##### EXERCISE MATERIAL
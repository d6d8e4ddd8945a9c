//! Command-line and environment configuration

use std::net::SocketAddr;
use std::time::Duration;

use clap::Parser;

use crate::error::{Error, Result};
use crate::leader_election::LeaseConfig;

/// Name of the coordination Lease used for leader election
pub const LEADER_ELECTION_LEASE: &str = "liberator-leader-election";

/// Clears PersistentVolume claimRefs before releasing PVC finalizers
#[derive(Parser, Debug, Clone)]
#[command(author, version, about, long_about = None)]
pub struct Config {
    /// Address the health and readiness probes bind to
    #[arg(long, env = "HEALTH_PROBE_BIND_ADDRESS", default_value = "0.0.0.0:8081")]
    pub health_probe_bind_address: SocketAddr,

    /// Address the Prometheus metrics endpoint binds to
    #[arg(long, env = "METRICS_BIND_ADDRESS", default_value = "0.0.0.0:8080")]
    pub metrics_bind_address: SocketAddr,

    /// Enable leader election so only one replica reconciles at a time
    #[arg(long, env = "LEADER_ELECT")]
    pub leader_elect: bool,

    /// Namespace holding the leader election Lease
    #[arg(long, env = "POD_NAMESPACE", default_value = "default")]
    pub leader_election_namespace: String,

    /// Identity recorded as the Lease holder
    #[arg(long, env = "HOSTNAME", default_value = "liberator")]
    pub leader_election_id: String,

    /// Leader lease duration in seconds
    #[arg(long, env = "LEASE_DURATION_SECS", default_value_t = 15)]
    pub lease_duration_secs: u64,

    /// Seconds a leader keeps trying to renew before giving up leadership
    #[arg(long, env = "RENEW_DEADLINE_SECS", default_value_t = 10)]
    pub renew_deadline_secs: u64,

    /// Seconds between attempts to acquire the lease
    #[arg(long, env = "RETRY_PERIOD_SECS", default_value_t = 2)]
    pub retry_period_secs: u64,

    /// Maximum number of claims reconciled concurrently
    #[arg(long, env = "MAX_CONCURRENT_RECONCILES", default_value_t = 3)]
    pub max_concurrent_reconciles: u16,

    /// Deadline for a single reconciliation, in seconds
    #[arg(long, env = "RECONCILE_TIMEOUT_SECS", default_value_t = 30)]
    pub reconcile_timeout_secs: u64,

    /// Log filter (overridden by RUST_LOG)
    #[arg(long, env = "LOG_LEVEL", default_value = "info,kube=warn,hyper=warn")]
    pub log_level: String,

    /// Output logs as JSON
    #[arg(long, env = "LOG_JSON", default_value_t = true, action = clap::ArgAction::Set)]
    pub log_json: bool,
}

impl Config {
    /// Reject settings the controller cannot run with
    pub fn validate(&self) -> Result<()> {
        if self.max_concurrent_reconciles == 0 {
            return Err(Error::config("--max-concurrent-reconciles must be at least 1"));
        }
        if self.reconcile_timeout_secs == 0 {
            return Err(Error::config("--reconcile-timeout-secs must be at least 1"));
        }
        if self.leader_elect {
            if self.retry_period_secs == 0 {
                return Err(Error::config("--retry-period-secs must be at least 1"));
            }
            if self.renew_deadline_secs == 0 || self.renew_deadline_secs >= self.lease_duration_secs {
                return Err(Error::config(format!(
                    "--renew-deadline-secs ({}) must be between 1 and --lease-duration-secs ({})",
                    self.renew_deadline_secs, self.lease_duration_secs
                )));
            }
        }
        Ok(())
    }

    pub fn reconcile_timeout(&self) -> Duration {
        Duration::from_secs(self.reconcile_timeout_secs)
    }

    /// Leader election settings
    pub fn lease_config(&self) -> LeaseConfig {
        LeaseConfig {
            lease_name: LEADER_ELECTION_LEASE.to_string(),
            namespace: self.leader_election_namespace.clone(),
            identity: self.leader_election_id.clone(),
            lease_duration: Duration::from_secs(self.lease_duration_secs),
            renew_deadline: Duration::from_secs(self.renew_deadline_secs),
            retry_period: Duration::from_secs(self.retry_period_secs),
        }
    }
}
##########
__TASK__
The records need to be set down again without a single difference.

__TASK ANSWER__
repository d6d8e4ddd8945a9c
//! Command-line and environment configuration

use std::net::SocketAddr;
use std::time::Duration;

use clap::Parser;

use crate::error::{Error, Result};
use crate::leader_election::LeaseConfig;

/// Name of the coordination Lease used for leader election
pub const LEADER_ELECTION_LEASE: &str = "liberator-leader-election";

/// Clears PersistentVolume claimRefs before releasing PVC finalizers
#[derive(Parser, Debug, Clone)]
#[command(author, version, about, long_about = None)]
pub struct Config {
    /// Address the health and readiness probes bind to
    #[arg(long, env = "HEALTH_PROBE_BIND_ADDRESS", default_value = "0.0.0.0:8081")]
    pub health_probe_bind_address: SocketAddr,

    /// Address the Prometheus metrics endpoint binds to
    #[arg(long, env = "METRICS_BIND_ADDRESS", default_value = "0.0.0.0:8080")]
    pub metrics_bind_address: SocketAddr,

    /// Enable leader election so only one replica reconciles at a time
    #[arg(long, env = "LEADER_ELECT")]
    pub leader_elect: bool,

    /// Namespace holding the leader election Lease
    #[arg(long, env = "POD_NAMESPACE", default_value = "default")]
    pub leader_election_namespace: String,

    /// Identity recorded as the Lease holder
    #[arg(long, env = "HOSTNAME", default_value = "liberator")]
    pub leader_election_id: String,

    /// Leader lease duration in seconds
    #[arg(long, env = "LEASE_DURATION_SECS", default_value_t = 15)]
    pub lease_duration_secs: u64,

    /// Seconds a leader keeps trying to renew before giving up leadership
    #[arg(long, env = "RENEW_DEADLINE_SECS", default_value_t = 10)]
    pub renew_deadline_secs: u64,

    /// Seconds between attempts to acquire the lease
    #[arg(long, env = "RETRY_PERIOD_SECS", default_value_t = 2)]
    pub retry_period_secs: u64,

    /// Maximum number of claims reconciled concurrently
    #[arg(long, env = "MAX_CONCURRENT_RECONCILES", default_value_t = 3)]
    pub max_concurrent_reconciles: u16,

    /// Deadline for a single reconciliation, in seconds
    #[arg(long, env = "RECONCILE_TIMEOUT_SECS", default_value_t = 30)]
    pub reconcile_timeout_secs: u64,

    /// Log filter (overridden by RUST_LOG)
    #[arg(long, env = "LOG_LEVEL", default_value = "info,kube=warn,hyper=warn")]
    pub log_level: String,

    /// Output logs as JSON
    #[arg(long, env = "LOG_JSON", default_value_t = true, action = clap::ArgAction::Set)]
    pub log_json: bool,
}

impl Config {
    /// Reject settings the controller cannot run with
    pub fn validate(&self) -> Result<()> {
        if self.max_concurrent_reconciles == 0 {
            return Err(Error::config("--max-concurrent-reconciles must be at least 1"));
        }
        if self.reconcile_timeout_secs == 0 {
            return Err(Error::config("--reconcile-timeout-secs must be at least 1"));
        }
        if self.leader_elect {
            if self.retry_period_secs == 0 {
                return Err(Error::config("--retry-period-secs must be at least 1"));
            }
            if self.renew_deadline_secs == 0 || self.renew_deadline_secs >= self.lease_duration_secs {
                return Err(Error::config(format!(
                    "--renew-deadline-secs ({}) must be between 1 and --lease-duration-secs ({})",
                    self.renew_deadline_secs, self.lease_duration_secs
                )));
            }
        }
        Ok(())
    }

    pub fn reconcile_timeout(&self) -> Duration {
        Duration::from_secs(self.reconcile_timeout_secs)
    }

    /// Leader election settings
    pub fn lease_config(&self) -> LeaseConfig {
        LeaseConfig {
            lease_name: LEADER_ELECTION_LEASE.to_string(),
            namespace: self.leader_election_namespace.clone(),
            identity: self.leader_election_id.clone(),
            lease_duration: Duration::from_secs(self.lease_duration_secs),
            renew_deadline: Duration::from_secs(self.renew_deadline_secs),
            retry_period: Duration::from_secs(self.retry_period_secs),
        }
    }
}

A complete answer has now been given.